Tuesday, 27 November 2018

Top five battles America Lost in history



Here are five battles from American history where losing wound up putting the nation on the path to victory.

5. The Battle of Long Island:
George Washington's effort to hold off the British Invasion of New York could not have gone worse. Luckily, the Continental Army avoided complete annihilation by slipping across the Long Island Sound, under cover of darkness. The battle itself was a humiliating defeat for Washington. But, the loss also revealed an insight that was key to the ultimate American success: The Continental Army could afford to lose battles; but if it remained an Army-in-being, the British couldn't declare victory.
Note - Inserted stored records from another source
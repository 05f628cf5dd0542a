//! VocalShop widget library.
//!
//! This crate provides the widget service as a library, allowing the NLU
//! and matching layers to be reused (notably by the CLI) and the full
//! router to be tested in-process.

#![cfg_attr(not(test), forbid(unsafe_code))]

pub mod cart;
pub mod catalog;
pub mod config;
pub mod error;
pub mod matcher;
pub mod middleware;
pub mod nlu;
pub mod routes;
pub mod speech;
pub mod state;
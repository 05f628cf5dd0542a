//! The standalone widget page and the embeddable loader script.
//!
//! Merchants drop a single script tag on their page; the loader injects a
//! floating button and an iframe pointing back at `/widget`. Both assets
//! are compiled into the binary so the service deploys as one file.

use axum::http::header;
use axum::response::{Html, IntoResponse};

const WIDGET_PAGE: &str = include_str!("../../static/widget.html");
const LOADER_SCRIPT: &str = include_str!("../../static/widget.js");

/// Standalone widget page, also used as the iframe body by the loader.
pub async fn page() -> Html<&'static str> {
    Html(WIDGET_PAGE)
}

/// Embeddable loader script.
pub async fn loader() -> impl IntoResponse {
    (
        [
            (header::CONTENT_TYPE, "application/javascript; charset=utf-8"),
            (header::CACHE_CONTROL, "public, max-age=300"),
        ],
        LOADER_SCRIPT,
    )
}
Washington rightly surmised that, as long as the enemy couldn't win the war, they would eventually lose.
4. Little Big Horn:
Custer had better days. When his small detachment of the 7th Cavalry was wiped out on the Montana plains, there were big repercussions. After the Civil War, the lion's share of the military budget went into the Army's coastal fortifications. The Army ground forces were mostly a constabulary, second-hand lot strewn across the Southern and Western states. Custer's last stand was a bit of a wake-up call. Congress began to supply better arms and equipment. The Army started on the long march to becoming a modern landpower. D-Day was more than a half-century in the future. But the journey from the Spanish-American War to World War I to World War II started out West.

3. Kasserine Pass:
No less an authority than General George Marshall, the U.S. Army Chief of Staff, argued that the route to victory in World War II ran through Western Europe. The sooner the Allies invaded France the better. But to Marshall's chagrin, the American Army was detoured to North Africa. In its first major battle with the Nazis, the GIs learned they weren't ready for primetime. The list of shortfalls was long—bad senior leaders, poor air-ground coordination, inadequately trained troops, and on and on. Rather than being remembered as the horrific defeat that it was, the battle became the first lesson in learning how to win on the ground in modern war. Two years later, the Americans hit the beach in Normandy knowing far better how to confront the face of battle.
2. Task Force Smith:
North Korea invades. President Truman, while on break in Independence, Mo., quickly orders in U.S. troops. The closest forces are American occupation troops in Japan. Rushed to the front, they barely present a speed-bump to the invading army as it heads south. The tragedy of Task Force Smith is often recalled as a case study in unpreparedness. The troops had little training and rusty ammunition; some trudged to the front in sneakers because the Army was short on boots.
On the other hand, even if the task force had had been stocked by Rambo, the troops still would have been steam-rollered. The numbers they faced were just overwhelming. What's crucial about this battle is that it demonstrated Americans’ determination to act as a Cold War Asian-Pacific power, even in the face of defeat. There were terrible trials ahead—not just in Korea, but in Vietnam as well. Nonetheless, America stuck it out in Asia. Arguably that determination contributed to victory in the Cold War as well as the region’s development in the post-Cold War era.
1. Desert One:
Once the Iranian Revolution was underway, it became clear that the new regime in Tehran were not going to be our friends. Angry crowds seized the U.S. embassy. The staff was taken hostage. There were no signs the regime planned on giving them back. President Carter green-lighted a rescue mission by U.S. special operations forces. It does not go well. In fact, at Desert One, the designated landing site inside Iran, everything goes wrong. Nobody gets rescued. Servicemen die in a horrible, fiery crash. Maybe, technically this was not a battle, since the only enemies present proved to be misfortune and misjudgment.
Still, this was not one for the win column. But years later, the Senate Armed Services staff used the mission failure as a case-study to inform and push for joint reforms. Arguably, the operation was less about failures in joint-interservice cooperation than the staff contended. Nevertheless, highlighting the Desert One disaster served as the catalyst for the Goldwater-Nichols reforms, and those reforms helped revitalize the U.S. military in the 1980s.

However America still continue to be a home of the finest set of soldiers in battlefield.